Furthermore, Ralph Howard Fowler, a British mathematician, established the link between photoelectric current and temperature in metals in 1931, furthering our understanding of photoelectric emission.
Further research revealed that electromagnetic radiation can emit electrons in insulators (materials that don’t conduct electricity) and semiconductors (a group of insulators that conduct electricity only under certain conditions).
Applications of Photoelectric Effect
While the photoelectric effect’s explanation sounds very theoretical, it has a lot of practical uses. The following are a few:
Originally, photoelectric cells employed a vacuum tube with a cathode to produce electrons and an anode to collect the ensuing current to detect light. These “phototubes” have evolved into semiconductor-based photodiodes, which are now utilized in solar cells and fibre optic telecommunications.
Photomultiplier tubes are similar to phototubes but feature many metal plates known as dynodes. When light strikes the cathodes, electrons are released. The electrons then fall onto the first dynode, which then releases more electrons, which fall onto the second, third, fourth, and so on.

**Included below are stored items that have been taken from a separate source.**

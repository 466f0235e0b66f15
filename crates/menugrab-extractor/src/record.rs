//! The output data model.

use serde::Serialize;

/// One option group from an item's detail overlay.
///
/// Group order and option order both preserve the overlay's presentation
/// order; a plain vector keeps that stable through serialization.
#[derive(Debug, Clone, PartialEq, Eq, Serialize)]
pub struct OptionGroup {
    pub label: String,
    pub options: Vec<String>,
}

/// One entry per distinct item name observed.
///
/// The detail path yields `option_groups`; the fallback path yields `price`.
/// Both shapes are normalized into this single record form, with absent
/// fields serialized away.
#[derive(Debug, Clone, PartialEq, Eq, Serialize)]
pub struct MenuRecord {
    pub name: String,
    pub description: String,
    #[serde(skip_serializing_if = "String::is_empty")]
    pub price: String,
    #[serde(skip_serializing_if = "Option::is_none")]
    pub option_groups: Option<Vec<OptionGroup>>,
}
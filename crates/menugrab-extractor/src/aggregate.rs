//! Aggregator: fold item outcomes into the final keyed menu.

use std::collections::HashMap;

use tracing::warn;

use crate::detail::ItemOutcome;
use crate::record::MenuRecord;

/// Accumulates item outcomes into a map keyed by item name.
///
/// Names repeat across sections on real storefronts (a drink listed under
/// both "Drinks" and "Popular Items"); the later occurrence in walk order
/// wins and the overwrite is logged.
pub struct Aggregator {
    records: HashMap<String, MenuRecord>,
    last_section: HashMap<String, usize>,
}

impl Aggregator {
    pub fn new() -> Self {
        Self {
            records: HashMap::new(),
            last_section: HashMap::new(),
        }
    }

    pub fn absorb(&mut self, section: usize, outcome: ItemOutcome) {
        let record = match outcome {
            ItemOutcome::Detailed {
                name,
                description,
                groups,
            } => MenuRecord {
                name,
                description,
                price: String::new(),
                option_groups: Some(groups),
            },
            ItemOutcome::Fallback {
                name,
                description,
                price,
            } => MenuRecord {
                name,
                description,
                price,
                option_groups: None,
            },
        };

        if let Some(&earlier) = self.last_section.get(&record.name) {
            warn!(
                item = %record.name,
                earlier_section = earlier,
                section,
                "duplicate item name, keeping the later occurrence"
            );
        }
        self.last_section.insert(record.name.clone(), section);
        self.records.insert(record.name.clone(), record);
    }

    pub fn into_records(self) -> HashMap<String, MenuRecord> {
        self.records
    }
}

#[cfg(test)]
#[path = "aggregate_tests.rs"]
mod tests;
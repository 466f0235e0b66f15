//! JavaScript execution operations for a CDP page session.

use serde_json::{Value, json};

use crate::error::CdpError;

use super::core::PageSession;

impl PageSession {
    /// Evaluate JavaScript expression.
    pub async fn evaluate(&self, expression: &str) -> Result<Value, CdpError> {
        let result = self
            .call(
                "Runtime.evaluate",
                Some(json!({
                    "expression": expression,
                    "returnByValue": true,
                    "awaitPromise": true,
                })),
            )
            .await?;

        if let Some(exception) = result.get("exceptionDetails") {
            let text = exception["text"].as_str().unwrap_or("Unknown error");
            return Err(CdpError::JavaScript(text.to_string()));
        }

        Ok(result["result"]["value"].clone())
    }

    /// Call function on remote object.
    pub async fn call_function_on(
        &self,
        object_id: &str,
        function: &str,
        args: Option<Vec<Value>>,
    ) -> Result<Value, CdpError> {
        let mut params = json!({
            "objectId": object_id,
            "functionDeclaration": function,
            "returnByValue": true,
            "awaitPromise": true,
        });

        if let Some(a) = args {
            params["arguments"] =
                json!(a.into_iter().map(|v| json!({"value": v})).collect::<Vec<_>>());
        }

        let result = self.call("Runtime.callFunctionOn", Some(params)).await?;

        if let Some(exception) = result.get("exceptionDetails") {
            let text = exception["text"].as_str().unwrap_or("Unknown error");
            return Err(CdpError::JavaScript(text.to_string()));
        }

        Ok(result["result"]["value"].clone())
    }
}
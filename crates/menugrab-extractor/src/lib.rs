//! Menu extraction engine.
//!
//! Targets one page archetype: a virtualized grid of collapsible sections
//! containing clickable item tiles, where each tile opens a detail overlay
//! exposing option lists. The engine drives a remote page through the
//! [`StorePage`] transport interface, one operation in flight at a time, and
//! folds every item into a single keyed collection of [`MenuRecord`]s.
//!
//! The run is structured as: stabilize the virtualized list (scroll until the
//! scrollable extent stops growing), walk sections in DOM order, read each
//! tile's summary fields, open its detail overlay for option groups (falling
//! back to tile-only data plus price when the overlay does not open), and
//! aggregate the outcomes.

mod aggregate;
mod cdp_page;
mod detail;
mod engine;
mod error;
mod page;
mod record;
mod selectors;
mod stabilize;
mod tile;
mod walker;

pub use cdp_page::CdpStorePage;
pub use menugrab_config::ExtractSettings;
pub use engine::extract_menu;
pub use error::ExtractError;
pub use page::{NodeHandle, PageError, StorePage};
pub use record::{MenuRecord, OptionGroup};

Each dynode amplifies the current until it is powerful enough for the photomultipliers to detect single photons after roughly 10 dynodes. Spectroscopy (which divides light into multiple wavelengths to learn more about the chemical compositions of stars, for example) and computerized axial tomography (CAT) scans, which analyze the body, are two examples of this.
Other uses of Photodiodes and Photomultipliers are
- Imaging technology, such as (older) television camera tubes or image intensifiers
- Studying nuclear practices
- Chemically examining materials based on their emitted electrons
providing theoretical information about how electrons in atoms change between different energy states
The photoelectric effect’s greatest essential application, however, was in initiating the quantum revolution. It prompted scientists to reconsider the nature of light and the structure of atoms in profound ways.